- Country: Russia
- Selection process: Akademiya Eurovision 2019
- Selection date: 24 September 2019

Competing entry
- Song: "A Time For Us"
- Artist: Tatyana Mezhentseva and Denberel Oorzhak
- Songwriters: Dmitry Northman

Placement
- Final result: 13th, 72 points

Participation chronology

= Russia in the Junior Eurovision Song Contest 2019 =

Russia was represented at the Junior Eurovision Song Contest 2019 which took place on 24 November 2019 in Gliwice, Poland. The Russian broadcaster All-Russia State Television and Radio Broadcasting Company (VGTRK) was responsible for organising their entry for the contest. Tatyana Mezhentseva and Denberel Oorzhak won the national final on 24 September 2019 with the song "Vremya dlya nas". The Russian organisation team later opted to change the name of the song to "A Time for Us".

==Background==

Prior to the 2019 Contest, Russia had participated in the Junior Eurovision Song Contest fourteen times since its debut in . Russia have participated at every contest since its debut, and have won the contest two times in with the song "Vesenniy Jazz", performed by Tolmachevy Twins. The twin sisters went on to become the first act from a Junior Eurovision Song Contest to represent their country at the Eurovision Song Contest, performing the song "Shine" at the Eurovision Song Contest 2014, in Copenhagen, Denmark. and in 2017, Polina Bogusevich with the song "Wings".Anna Filipchuk represented her country in Minsk, Belarus with the song "Unbreakable".She ended 10th out of 20 entries with 122 points.

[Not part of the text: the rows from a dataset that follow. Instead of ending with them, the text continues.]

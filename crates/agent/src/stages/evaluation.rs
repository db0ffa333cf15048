use anyhow::Result;
use leadflow_core::domain::conversation::ConversationState;
use leadflow_core::routing::{QualificationPolicy, RouteLabel};
use leadflow_core::scoring::{QualificationScorer, ResponseAssessment, NEUTRAL_SUB_SCORE};
use serde::Deserialize;
use serde_json::Value;
use tracing::{debug, warn};

use crate::extraction::{as_score, as_text, parse_json_reply, text_items};
use crate::llm::LlmClient;
use crate::stages::prompt;

#[derive(Debug, Default, Deserialize)]
#[serde(default)]
struct Evaluation {
    information_quality: Value,
    buying_intent: Value,
    qualification_level: Value,
    objections: Value,
    next_action: Value,
}

impl Evaluation {
    fn assessment(&self) -> ResponseAssessment {
        let score = |value: &Value| as_score(value).unwrap_or(NEUTRAL_SUB_SCORE);
        ResponseAssessment {
            information_quality: score(&self.information_quality),
            buying_intent: score(&self.buying_intent),
            qualification_level: score(&self.qualification_level),
        }
    }
}

/// Scores the latest human turn and folds it into the running qualification score,
/// then labels the edge out of evaluation.
pub async fn evaluate_response(
    llm: &dyn LlmClient,
    scorer: &QualificationScorer,
    policy: &QualificationPolicy,
    state: &mut ConversationState,
) -> Result<RouteLabel> {
    let Some(response) = state.latest_human_text().map(str::to_string) else {
        return Ok(policy.route(state));
    };
    state.record_latest_response();

    let framework = state.framework.map(|framework| framework.as_str()).unwrap_or("SPIN");
    let reply = llm.complete(&prompt(evaluation_prompt(&response, framework))).await?;

    let previous = state.qualification_score();
    let updated = match parse_json_reply::<Evaluation>(&reply) {
        Some(evaluation) => {
            debug!(
                event_name = "stage.evaluation.assessed",
                correlation_id = %state.conversation_id.0,
                objections = ?text_items(&evaluation.objections),
                suggested_action = as_text(&evaluation.next_action).unwrap_or_default(),
                "response evaluated"
            );
            scorer.blend(previous, &evaluation.assessment())
        }
        None => {
            warn!(
                event_name = "stage.evaluation.parse_failed",
                correlation_id = %state.conversation_id.0,
                tenant_id = %state.tenant_id.0,
                "evaluation reply was not a json object; applying default increment"
            );
            scorer.on_parse_failure(previous)
        }
    };
    state.set_qualification_score(updated);

    let label = policy.route(state);
    debug!(
        event_name = "stage.evaluation.routed",
        correlation_id = %state.conversation_id.0,
        previous_score = previous,
        score = updated,
        route = label.as_str(),
        "qualification score updated"
    );

    Ok(label)
}

fn evaluation_prompt(response: &str, framework: &str) -> String {
    format!(
        "Evaluate this customer response against the {framework} sales framework.\n\n\
         Response: {response}\n\n\
         Return a JSON object with keys:\n\
         - information_quality: 0-100\n\
         - buying_intent: 0-100\n\
         - qualification_level: 0-100\n\
         - objections: list of objections raised, if any\n\
         - next_action: the action you would recommend next"
    )
}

== Before Junior Eurovision ==

=== Akademiya Eurovision 2019 ===
The Russian broadcaster, VGTRK, announced on 4 December 2018 that they would be participating at the 2019 Contest. Submissions for entrants were open between 18 December to 20 March, with the audition stage taking place in the Russian capital, Moscow, in April 2019. VGTRK announced on 16 September that a total of eleven artists would be competing in the national final. The national selection of the entrant for Russia at the Junior Eurovision Song Contest 2019, took place at the Crocus City Hall in Moscow on 24 September 2019, and was televised a day later on 25 September. The winner was determined by a voting split of jury members and internet voting which opened on 17 September and closed on 23 September. Tatyana Mezhentseva and Denberel Oorzhak won the national final with the song "Vremya dlya nas".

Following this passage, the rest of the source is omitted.